Devant la diversité de la nature, l'homme s'est très vite préoccupé de nommer puis d'en classer les éléments, afin d'y trouver ou d'y retrouver ce qui lui était nécessaire : ce qui n'a pas de nom n'existe pas puisque l'on ne peut en parler ! Les classifications traditionnelles sont donc très anciennes, inhérentes au développement de la pensée humaine. Leur méthode est commune à toutes les sociétés : nous en usons tous les jours.
Les connaissances sont d'abord stockées en vrac dans notre cerveau ; puis elles sont indexées et liées les unes aux autres par des relations préférentielles, correspondant à notre expérience personnelle ; enfin elles peuvent être rappelées à notre mémoire active au moment où nous en avons besoin, de manière sélective.
Les deux derniers points expliquent la formation des classifications traditionnelles. Les grandes différences font les grandes catégories et elles orientent l'indexation des données au moment de leur acquisition, dans trois chapitres principaux, puis leur rappel ultérieur à partir de ce classement préliminaire : observation de la plante, usage, techniques nécessaires pour leur emploi. Notre cerveau classe tout ce qui nous touche, en établissant de nouvelles relations entre les données stockées :
_ lorsque nous pensons " observation de la plante ", nous identifions différents critères qui servent de sous-index : la taille (grand, petit, autre), le port (rampant au sol, droit vers le ciel, autre), l'écologie (dans quel endroit la plante pousse-t-elle ?), la couleur (feuilles vertes, rouges, ... entièrement, en partie, comment ?), l'odeur, le goût, le comportement (bouturage possible ? résistance au feu ? fructification abondante ?), etc..

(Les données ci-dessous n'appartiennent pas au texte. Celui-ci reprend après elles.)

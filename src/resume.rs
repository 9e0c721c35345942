// SPDX-FileCopyrightText: 2026 The undercurrent Contributors
// SPDX-License-Identifier: GPL-3.0-or-later

use crate::errors::StorageError;

use serde::{Deserialize, Serialize};
use serde_bytes::ByteBuf;

use std::fs;
use std::io::{Error, ErrorKind};
use std::path::PathBuf;

/// Everything needed to restart a torrent without re-hashing: identity,
/// layout, the verified bitfield and transfer statistics.
#[derive(Debug, Clone, Serialize, Deserialize, PartialEq)]
pub struct ResumeSpec {
    pub info_hash: ByteBuf,
    pub dest: String,
    pub port: u16,
    pub name: String,
    pub trackers: Vec<String>,

    /// Bencoded info dictionary; absent for magnet starts that never
    /// finished fetching metadata.
    #[serde(default, skip_serializing_if = "Option::is_none")]
    pub info: Option<ByteBuf>,

    /// Wire byte order: bit 0 is the MSB of byte 0.
    pub bitfield: ByteBuf,

    pub bytes_downloaded: u64,
    pub bytes_uploaded: u64,
    pub bytes_wasted: u64,
    pub seeded_for_secs: u64,

    pub created_at: i64,
    #[serde(with = "bool_as_int")]
    pub started: bool,
}

/// serde_bencode has no boolean wire type; deserialize_bool forwards to
/// deserialize_any, which never calls visit_bool, so a plain `bool` field
/// fails to round-trip. Encode it as an integer instead.
mod bool_as_int {
    use serde::{Deserialize, Deserializer, Serializer};

    pub fn serialize<S: Serializer>(value: &bool, serializer: S) -> Result<S::Ok, S::Error> {
        serializer.serialize_u8(if *value { 1 } else { 0 })
    }

    pub fn deserialize<'de, D: Deserializer<'de>>(deserializer: D) -> Result<bool, D::Error> {
        Ok(u8::deserialize(deserializer)? != 0)
    }
}

#[derive(Debug, Clone, Copy)]
pub struct ResumeStats {
    pub downloaded: u64,
    pub uploaded: u64,
    pub wasted: u64,
    pub seeded_for_secs: u64,
}

/// Persistence seam. The engine coalesces bitfield writes behind
/// `bitfield_write_interval` and flushes immediately on completion.
pub trait Resumer: Send + Sync {
    fn read(&self) -> Result<Option<ResumeSpec>, StorageError>;
    fn write(&self, spec: &ResumeSpec) -> Result<(), StorageError>;
    fn write_bitfield(&self, bitfield: &[u8]) -> Result<(), StorageError>;
    fn write_stats(&self, stats: &ResumeStats) -> Result<(), StorageError>;
}

/// Single-file resumer: one bencoded record per torrent, written through a
/// temp file and renamed so a crash never leaves a torn record.
#[derive(Debug, Clone)]
pub struct FileResumer {
    path: PathBuf,
}

impl FileResumer {
    pub fn new(path: PathBuf) -> Self {
        Self { path }
    }

    fn update<F>(&self, mutate: F) -> Result<(), StorageError>
    where
        F: FnOnce(&mut ResumeSpec),
    {
        let Some(mut spec) = self.read()? else {
            // Nothing persisted yet; the first full write will capture it.
            return Ok(());
        };
        mutate(&mut spec);
        self.write(&spec)
    }
}

impl Resumer for FileResumer {
    fn read(&self) -> Result<Option<ResumeSpec>, StorageError> {
        let bytes = match fs::read(&self.path) {
            Ok(bytes) => bytes,
            Err(e) if e.kind() == ErrorKind::NotFound => return Ok(None),
            Err(e) => return Err(e.into()),
        };
        let spec = serde_bencode::from_bytes(&bytes)
            .map_err(|e| Error::new(ErrorKind::InvalidData, e.to_string()))?;
        Ok(Some(spec))
    }

    fn write(&self, spec: &ResumeSpec) -> Result<(), StorageError> {
        let bytes = serde_bencode::to_bytes(spec)
            .map_err(|e| Error::new(ErrorKind::InvalidData, e.to_string()))?;
        let tmp = self.path.with_extension("tmp");
        fs::write(&tmp, &bytes)?;
        fs::rename(&tmp, &self.path)?;
        Ok(())
    }

    fn write_bitfield(&self, bitfield: &[u8]) -> Result<(), StorageError> {
        self.update(|spec| spec.bitfield = ByteBuf::from(bitfield.to_vec()))
    }

    fn write_stats(&self, stats: &ResumeStats) -> Result<(), StorageError> {
        self.update(|spec| {
            spec.bytes_downloaded = stats.downloaded;
            spec.bytes_uploaded = stats.uploaded;
            spec.bytes_wasted = stats.wasted;
            spec.seeded_for_secs = stats.seeded_for_secs;
        })
    }
}

#[cfg(test)]
mod tests {
    use super::*;
    use tempfile::tempdir;

    fn sample_spec() -> ResumeSpec {
        ResumeSpec {
            info_hash: ByteBuf::from(vec![0xAB; 20]),
            dest: "/downloads".to_string(),
            port: 6881,
            name: "sample.bin".to_string(),
            trackers: vec![
                "http://tracker.one/announce".to_string(),
                "udp://tracker.two:8080".to_string(),
            ],
            info: Some(ByteBuf::from(b"d4:name6:samplee".to_vec())),
            bitfield: ByteBuf::from(vec![0b1010_0000]),
            bytes_downloaded: 12345,
            bytes_uploaded: 678,
            bytes_wasted: 90,
            seeded_for_secs: 3600,
            created_at: 1_750_000_000,
            started: true,
        }
    }

    #[test]
    fn test_write_read_roundtrip() {
        let dir = tempdir().unwrap();
        let resumer = FileResumer::new(dir.path().join("resume.bencode"));
        let spec = sample_spec();

        resumer.write(&spec).unwrap();
        let back = resumer.read().unwrap().unwrap();
        assert_eq!(back, spec);
    }

    #[test]
    fn test_missing_file_reads_none() {
        let dir = tempdir().unwrap();
        let resumer = FileResumer::new(dir.path().join("missing.bencode"));
        assert!(resumer.read().unwrap().is_none());
    }

    #[test]
    fn test_write_bitfield_touches_only_bitfield() {
        let dir = tempdir().unwrap();
        let resumer = FileResumer::new(dir.path().join("resume.bencode"));
        let spec = sample_spec();
        resumer.write(&spec).unwrap();

        resumer.write_bitfield(&[0xFF, 0x80]).unwrap();
        let back = resumer.read().unwrap().unwrap();
        assert_eq!(back.bitfield.as_ref(), &[0xFF, 0x80]);
        assert_eq!(back.bytes_downloaded, spec.bytes_downloaded);
        assert_eq!(back.trackers, spec.trackers);
        assert_eq!(back.info, spec.info);
    }

    #[test]
    fn test_write_stats_updates_counters() {
        let dir = tempdir().unwrap();
        let resumer = FileResumer::new(dir.path().join("resume.bencode"));
        resumer.write(&sample_spec()).unwrap();

        resumer
            .write_stats(&ResumeStats {
                downloaded: 1,
                uploaded: 2,
                wasted: 3,
                seeded_for_secs: 4,
            })
            .unwrap();
        let back = resumer.read().unwrap().unwrap();
        assert_eq!(back.bytes_downloaded, 1);
        assert_eq!(back.bytes_uploaded, 2);
        assert_eq!(back.bytes_wasted, 3);
        assert_eq!(back.seeded_for_secs, 4);
    }

    #[test]
    fn test_bitfield_update_without_record_is_a_noop() {
        let dir = tempdir().unwrap();
        let resumer = FileResumer::new(dir.path().join("resume.bencode"));
        resumer.write_bitfield(&[0x01]).unwrap();
        assert!(resumer.read().unwrap().is_none());
    }
}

_ il en est de même lorsque nous pensons " usage de la plante " : plantes ligneuses (intérêt pour le bois), plantes alimentaires (de base, de fête, de disette, etc.), plantes médicinales (pour telle ou telle maladie, tel ou tel symptôme) ; plantes tinctoriales (présence de colorants), autres usages.

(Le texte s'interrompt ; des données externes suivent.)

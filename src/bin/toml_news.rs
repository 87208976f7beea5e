use anyhow::Context;
use clap::Parser;
use market_news_etl::config::toml_config::TomlConfig;
use market_news_etl::core::prompt::INVESTMENT_NEWS_PROMPT;
use market_news_etl::core::ConfigProvider;
use market_news_etl::utils::error::exit_with_error;
use market_news_etl::utils::{logger, validation::Validate};
use market_news_etl::{load_api_key, EtlEngine, GeminiClient, LocalStorage, NewsPipeline};
use std::path::Path;

#[derive(Parser)]
#[command(name = "toml-news")]
#[command(about = "Fetch investment news using a TOML configuration file")]
struct Args {
    /// Path to TOML configuration file
    #[arg(short, long, default_value = "news-config.toml")]
    config: String,

    /// Enable verbose output
    #[arg(short, long)]
    verbose: bool,

    /// Override monitoring setting from config
    #[arg(long)]
    monitor: Option<bool>,

    /// Show the resolved settings and prompt without calling the API
    #[arg(long)]
    dry_run: bool,
}

#[tokio::main(flavor = "current_thread")]
async fn main() -> anyhow::Result<()> {
    let args = Args::parse();

    // 設定檔決定日誌格式，所以先載入再初始化日誌
    let config = TomlConfig::from_file(&args.config)
        .with_context(|| format!("Failed to load config file '{}'", args.config))?;

    logger::init_logger(args.verbose, config.json_logs());

    tracing::info!("🚀 Starting TOML-based news fetch: {}", config.pipeline.name);
    tracing::info!("📁 Configuration loaded from: {}", args.config);

    if let Err(e) = config.validate() {
        exit_with_error(&e);
    }

    display_config_summary(&config);

    if args.dry_run {
        tracing::info!("🔍 DRY RUN MODE - No API call will be made");
        println!("Prompt:\n{}", INVESTMENT_NEWS_PROMPT.trim());
        return Ok(());
    }

    let api_key = match load_api_key(config.env_file().map(Path::new)) {
        Ok(key) => key,
        Err(e) => exit_with_error(&e),
    };

    let generator = match GeminiClient::new(config.api_base(), config.model(), api_key) {
        Ok(client) => client,
        Err(e) => exit_with_error(&e),
    };

    let monitor_enabled = args.monitor.unwrap_or_else(|| config.monitoring_enabled());
    if monitor_enabled {
        tracing::info!("🔍 System monitoring enabled");
    }

    let storage = LocalStorage::new(config.output_dir().to_string());
    let pipeline = NewsPipeline::new(generator, storage, config);
    let engine = EtlEngine::new_with_monitoring(pipeline, monitor_enabled);

    match engine.run().await {
        Ok(report) => {
            tracing::info!("✅ Saved {} lines", report.line_count);
            println!("News saved successfully to {}", report.output_path);
            Ok(())
        }
        Err(e) => exit_with_error(&e),
    }
}

fn display_config_summary(config: &TomlConfig) {
    tracing::info!("📋 Configuration Summary:");
    tracing::info!("   Pipeline: {}", config.pipeline.name);
    if let Some(description) = &config.pipeline.description {
        tracing::info!("   Description: {}", description);
    }
    tracing::info!("   Model: {}", config.model());
    tracing::info!("   API base: {}", config.api_base());
    tracing::info!(
        "   Output: {}",
        Path::new(config.output_dir())
            .join(config.output_file())
            .display()
    );
    tracing::info!(
        "   Env file: {}",
        config.env_file().unwrap_or("(.env if present)")
    );
}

_ c'est encore le cas lorsque nous pensons aux " techniques nécessaires pour utiliser la plante " : utilisation en l'état brut, comme matière première ; transformation (sciage, fermentation, extraction, etc.).
Un seul renseignement ne suffit pas pour identifier une plante :
_ plante du bord de mer ?Æ pas de réponse précise
_ arbre du bord de mer ? Æ pas de nom précis, mais évocation des possibilités : palétuviers, tamanou du bord de mer, etc.
_ arbre du bord de mer, possédant des feuilles poilues et utilisé en cas de " gratte " ? Æ faux-tabac, réponse précise.
La classification traditionnelle fonctionne ainsi dans toutes les cultures, avec des variations dans les multiples catégories. Elle s'intéresse aussi aux animaux, et peut se révéler très efficace : ainsi, les ornithologistes travaillant sur les oiseaux de Nouvelle-Guinée ont eu la surprise de découvrir que 90% des espèces avaient déjà un nom coutumier dans certaines tribus.
Il n'est pas possible d'inventorier toutes ces définitions, qui sont toujours des définitions d'usage, formule que l'on peut interpréter dans ses deux sens principaux : habitude sociale et utilité pratique. Ainsi peuvent être décrits des groupes de plantes selon des découpages infinis et arbitraires, propres à chaque culture, à chaque société : herbes de montagne, légumes, fruits à cuire, pins colonnaires, plantes à huile, arbres résineux, lianes à crochets, plantes épineuses, plantes à fleurs, plantes magiques, essences forestières, plantes à parfums, plantes à alcaloïdes, herbes médicinales, etc, etc, etc.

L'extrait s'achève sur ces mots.